Work item: Output every line from the beginning of the records through the line that contains "action as destructive.", exactly as it appears.

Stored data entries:
-*-

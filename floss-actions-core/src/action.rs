//! Action traits: metadata, execution shapes and the destructive capability
//!
//! An action is a value describing one user-triggerable mutation. It is built
//! at the trigger call site, handed to an [`ActionRunner`](crate::ActionRunner)
//! once, and discarded.
//!
//! Capabilities are plain data rather than extra trait impls:
//!
//! - the execution shape comes from [`Action::into_body`], which returns an
//!   [`ActionBody`] variant (sync, async or reactive);
//! - the destructive capability is [`ActionMeta::confirmation`] returning
//!   `Some`, independent of the shape.
//!
//! # Example
//!
//! ```ignore
//! #[derive(Clone, Debug, ActionMeta)]
//! #[action(undo = "Mark In Stock")]
//! struct MarkInStock {
//!     catalog: Arc<Catalog>,
//!     thread: ThreadId,
//! }
//!
//! impl Action for MarkInStock {
//!     type Output = ();
//!
//!     fn can_perform(&self) -> bool {
//!         !self.catalog.is_in_stock(self.thread)
//!     }
//!
//!     fn into_body(self) -> ActionBody<()> {
//!         ActionBody::sync(move |_store| {
//!             self.catalog.set_in_stock(self.thread, true);
//!             Ok(())
//!         })
//!     }
//! }
//! ```

use std::borrow::Cow;
use std::fmt;
use std::pin::Pin;

use bitflags::bitflags;
use tokio_stream::Stream;

use crate::context::Context;
use crate::error::{ActionError, ConfigError};
use crate::store::StoreHandle;

/// Descriptive metadata shared by every action.
///
/// Use `#[derive(ActionMeta)]` from `floss-actions-macros` to implement this
/// from attributes.
pub trait ActionMeta {
    /// Stable action name for logging, filtering and de-duplication.
    fn name(&self) -> &'static str;

    /// Label for the undo group, if this action is undoable.
    fn undo_name(&self) -> Option<Cow<'static, str>> {
        None
    }

    /// Whether the runner commits the store after this action succeeds.
    fn commit_on_complete(&self) -> bool {
        true
    }

    /// Confirmation strings; `Some` marks the action as destructive.
    fn confirmation(&self) -> Option<Confirmation> {
        None
    }
}

/// A user-triggerable unit of work.
pub trait Action: ActionMeta + Send + Sized + 'static {
    /// Value produced on success. Use `()` when there is nothing to report.
    type Output: Send + 'static;

    /// Whether the action is currently allowed.
    ///
    /// Must be a pure function of current state. The runner checks it after
    /// any confirmation and silently drops the invocation when it is false.
    fn can_perform(&self) -> bool {
        true
    }

    /// Hand the body to the runner.
    fn into_body(self) -> ActionBody<Self::Output>;
}

/// Body of a synchronous action.
pub type SyncBody<T> = Box<dyn FnOnce(&StoreHandle) -> Result<T, ActionError> + Send>;
/// Body of an asynchronous action.
pub type AsyncBody<T> = Box<dyn FnOnce(Context<T>) + Send>;
/// Stream returned by a reactive action. Only the first item is used.
pub type ValueStream<T> = Pin<Box<dyn Stream<Item = Result<T, ActionError>> + Send>>;
/// Body of a reactive action.
pub type ReactiveBody<T> = Box<dyn FnOnce(&StoreHandle) -> ValueStream<T> + Send>;

/// The execution shape of an action, with its body.
///
/// The framework does not roll back partial mutations. A body that fails after
/// mutating the store must undo its own changes before reporting the error if
/// it wants the in-memory state restored.
pub enum ActionBody<T> {
    /// Runs to completion inside `perform`.
    Sync(SyncBody<T>),
    /// Receives the context and completes it later, possibly from another thread.
    Async(AsyncBody<T>),
    /// Returns a single-value stream the runner subscribes to.
    Reactive(ReactiveBody<T>),
}

impl<T: Send + 'static> ActionBody<T> {
    /// Build a synchronous body.
    pub fn sync<F>(body: F) -> Self
    where
        F: FnOnce(&StoreHandle) -> Result<T, ActionError> + Send + 'static,
    {
        ActionBody::Sync(Box::new(body))
    }

    /// Build an asynchronous body.
    pub fn asynchronous<F>(body: F) -> Self
    where
        F: FnOnce(Context<T>) + Send + 'static,
    {
        ActionBody::Async(Box::new(body))
    }

    /// Build a reactive body from any stream of results.
    pub fn reactive<F, S>(body: F) -> Self
    where
        F: FnOnce(&StoreHandle) -> S + Send + 'static,
        S: Stream<Item = Result<T, ActionError>> + Send + 'static,
    {
        ActionBody::Reactive(Box::new(move |store: &StoreHandle| {
            Box::pin(body(store)) as ValueStream<T>
        }))
    }

    /// Which shape this body has.
    pub fn shape(&self) -> ExecutionShape {
        match self {
            ActionBody::Sync(_) => ExecutionShape::Sync,
            ActionBody::Async(_) => ExecutionShape::Async,
            ActionBody::Reactive(_) => ExecutionShape::Reactive,
        }
    }
}

impl<T> fmt::Debug for ActionBody<T> {
    fn fmt(&self, f: &mut fmt::Formatter<'_>) -> fmt::Result {
        let shape = match self {
            ActionBody::Sync(_) => "Sync",
            ActionBody::Async(_) => "Async",
            ActionBody::Reactive(_) => "Reactive",
        };
        f.debug_tuple("ActionBody").field(&shape).finish()
    }
}

/// How an action body executes.
#[derive(Debug, Clone, Copy, PartialEq, Eq, Hash)]
pub enum ExecutionShape {
    Sync,
    Async,
    Reactive,
}

impl ExecutionShape {
    /// The capability flag for this shape.
    pub fn capability(self) -> Capabilities {
        match self {
            ExecutionShape::Sync => Capabilities::SYNC,
            ExecutionShape::Async => Capabilities::ASYNC,
            ExecutionShape::Reactive => Capabilities::REACTIVE,
        }
    }
}

bitflags! {
    /// Capability summary of an action, used in log records and triggers.
    #[derive(Debug, Clone, Copy, PartialEq, Eq, Hash, Default)]
    pub struct Capabilities: u8 {
        const SYNC = 1;
        const ASYNC = 1 << 1;
        const REACTIVE = 1 << 2;
        const DESTRUCTIVE = 1 << 3;
        const UNDOABLE = 1 << 4;
        const COMMITS = 1 << 5;
    }
}

impl Capabilities {
    /// Capabilities known from metadata alone (shape excluded).
    pub fn from_meta<A: ActionMeta + ?Sized>(action: &A) -> Self {
        let mut caps = Capabilities::empty();
        if action.confirmation().is_some() {
            caps |= Capabilities::DESTRUCTIVE;
        }
        if action.undo_name().is_some() {
            caps |= Capabilities::UNDOABLE;
        }
        if action.commit_on_complete() {
            caps |= Capabilities::COMMITS;
        }
        caps
    }

    /// Short labels for the set flags, e.g. `["sync", "destructive"]`.
    pub fn labels(self) -> Vec<&'static str> {
        let mut labels = Vec::new();
        for (flag, label) in [
            (Capabilities::SYNC, "sync"),
            (Capabilities::ASYNC, "async"),
            (Capabilities::REACTIVE, "reactive"),
            (Capabilities::DESTRUCTIVE, "destructive"),
            (Capabilities::UNDOABLE, "undoable"),
            (Capabilities::COMMITS, "commits"),
        ] {
            if self.contains(flag) {
                labels.push(label);
            }
        }
        labels
    }
}

impl fmt::Display for Capabilities {
    fn fmt(&self, f: &mut fmt::Formatter<'_>) -> fmt::Result {
        write!(f, "{}", self.labels().join("|"))
    }
}

/// The three strings a destructive action shows before it runs.
#[derive(Debug, Clone, PartialEq, Eq)]
pub struct Confirmation {
    title: Cow<'static, str>,
    message: Cow<'static, str>,
    confirm_label: Cow<'static, str>,
}

impl Confirmation {
    /// Create confirmation strings.
    ///
    /// # Panics
    ///
    /// Panics if any string is empty. A destructive action without text is a
    /// programming error; use [`Confirmation::try_new`] for text that comes
    /// from outside the program.
    pub fn new(
        title: impl Into<Cow<'static, str>>,
        message: impl Into<Cow<'static, str>>,
        confirm_label: impl Into<Cow<'static, str>>,
    ) -> Self {
        match Self::try_new(title, message, confirm_label) {
            Ok(confirmation) => confirmation,
            Err(e) => panic!("{}", e),
        }
    }

    /// Create confirmation strings, rejecting empty text.
    pub fn try_new(
        title: impl Into<Cow<'static, str>>,
        message: impl Into<Cow<'static, str>>,
        confirm_label: impl Into<Cow<'static, str>>,
    ) -> Result<Self, ConfigError> {
        let title = title.into();
        let message = message.into();
        let confirm_label = confirm_label.into();

        if title.trim().is_empty() {
            return Err(ConfigError::MissingConfirmationText("title"));
        }
        if message.trim().is_empty() {
            return Err(ConfigError::MissingConfirmationText("message"));
        }
        if confirm_label.trim().is_empty() {
            return Err(ConfigError::MissingConfirmationText("confirm label"));
        }

        Ok(Self {
            title,
            message,
            confirm_label,
        })
    }

    /// Dialog title.
    pub fn title(&self) -> &str {
        &self.title
    }

    /// Dialog body text.
    pub fn message(&self) -> &str {
        &self.message
    }

    /// Label of the confirming button.
    pub fn confirm_label(&self) -> &str {
        &self.confirm_label
    }
}

#[cfg(test)]
mod tests {
    use super::*;

    struct DeleteThread;

    impl ActionMeta for DeleteThread {
        fn name(&self) -> &'static str {
            "DeleteThread"
        }

        fn undo_name(&self) -> Option<Cow<'static, str>> {
            Some("Delete Thread".into())
        }

        fn confirmation(&self) -> Option<Confirmation> {
            Some(Confirmation::new("Delete Thread", "Are you sure?", "Delete"))
        }
    }

    impl Action for DeleteThread {
        type Output = ();

        fn into_body(self) -> ActionBody<()> {
            ActionBody::sync(|_| Ok(()))
        }
    }

    struct Refresh;

    impl ActionMeta for Refresh {
        fn name(&self) -> &'static str {
            "Refresh"
        }

        fn commit_on_complete(&self) -> bool {
            false
        }
    }

    #[test]
    fn test_capabilities_from_meta() {
        let caps = Capabilities::from_meta(&DeleteThread);
        assert!(caps.contains(Capabilities::DESTRUCTIVE));
        assert!(caps.contains(Capabilities::UNDOABLE));
        assert!(caps.contains(Capabilities::COMMITS));

        let caps = Capabilities::from_meta(&Refresh);
        assert!(caps.is_empty());
    }

    #[test]
    fn test_body_shape() {
        let body = DeleteThread.into_body();
        assert_eq!(body.shape(), ExecutionShape::Sync);

        let caps = Capabilities::from_meta(&DeleteThread) | body.shape().capability();
        assert_eq!(caps.to_string(), "sync|destructive|undoable|commits");
    }

    #[test]
    fn test_reactive_body_shape() {
        let body: ActionBody<u32> = ActionBody::reactive(|_| tokio_stream::once(Ok(3)));
        assert_eq!(body.shape(), ExecutionShape::Reactive);

        let body: ActionBody<u32> = ActionBody::asynchronous(|ctx| ctx.complete(1));
        assert_eq!(body.shape(), ExecutionShape::Async);
    }

    #[test]
    fn test_confirmation_accessors() {
        let c = Confirmation::new("Delete Thread", "Are you sure?", "Delete");
        assert_eq!(c.title(), "Delete Thread");
        assert_eq!(c.message(), "Are you sure?");
        assert_eq!(c.confirm_label(), "Delete");
    }

    #[test]
    fn test_confirmation_rejects_empty_text() {
        assert!(matches!(
            Confirmation::try_new("", "Are you sure?", "Delete"),
            Err(ConfigError::MissingConfirmationText("title"))
        ));
        assert!(matches!(
            Confirmation::try_new("Delete", "  ", "Delete"),
            Err(ConfigError::MissingConfirmationText("message"))
        ));
        assert!(matches!(
            Confirmation::try_new("Delete", "Sure?", ""),
            Err(ConfigError::MissingConfirmationText("confirm label"))
        ));
    }

    #[test]
    #[should_panic(expected = "missing confirmation title")]
    fn test_confirmation_new_panics_on_missing_title() {
        let _ = Confirmation::new("", "Are you sure?", "Delete");
    }
}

-*-

Exercise response:
filename floss-actions-core/src/action.rs
//! Action traits: metadata, execution shapes and the destructive capability
//!
//! An action is a value describing one user-triggerable mutation. It is built
//! at the trigger call site, handed to an [`ActionRunner`](crate::ActionRunner)
//! once, and discarded.
//!
//! Capabilities are plain data rather than extra trait impls:
//!
//! - the execution shape comes from [`Action::into_body`], which returns an
//!   [`ActionBody`] variant (sync, async or reactive);
//! - the destructive capability is [`ActionMeta::confirmation`] returning
//!   `Some`, independent of the shape.
//!
//! # Example
//!
//! ```ignore
//! #[derive(Clone, Debug, ActionMeta)]
//! #[action(undo = "Mark In Stock")]
//! struct MarkInStock {
//!     catalog: Arc<Catalog>,
//!     thread: ThreadId,
//! }
//!
//! impl Action for MarkInStock {
//!     type Output = ();
//!
//!     fn can_perform(&self) -> bool {
//!         !self.catalog.is_in_stock(self.thread)
//!     }
//!
//!     fn into_body(self) -> ActionBody<()> {
//!         ActionBody::sync(move |_store| {
//!             self.catalog.set_in_stock(self.thread, true);
//!             Ok(())
//!         })
//!     }
//! }
//! ```

use std::borrow::Cow;
use std::fmt;
use std::pin::Pin;

use bitflags::bitflags;
use tokio_stream::Stream;

use crate::context::Context;
use crate::error::{ActionError, ConfigError};
use crate::store::StoreHandle;

/// Descriptive metadata shared by every action.
///
/// Use `#[derive(ActionMeta)]` from `floss-actions-macros` to implement this
/// from attributes.
pub trait ActionMeta {
    /// Stable action name for logging, filtering and de-duplication.
    fn name(&self) -> &'static str;

    /// Label for the undo group, if this action is undoable.
    fn undo_name(&self) -> Option<Cow<'static, str>> {
        None
    }

    /// Whether the runner commits the store after this action succeeds.
    fn commit_on_complete(&self) -> bool {
        true
    }

    /// Confirmation strings; `Some` marks the action as destructive.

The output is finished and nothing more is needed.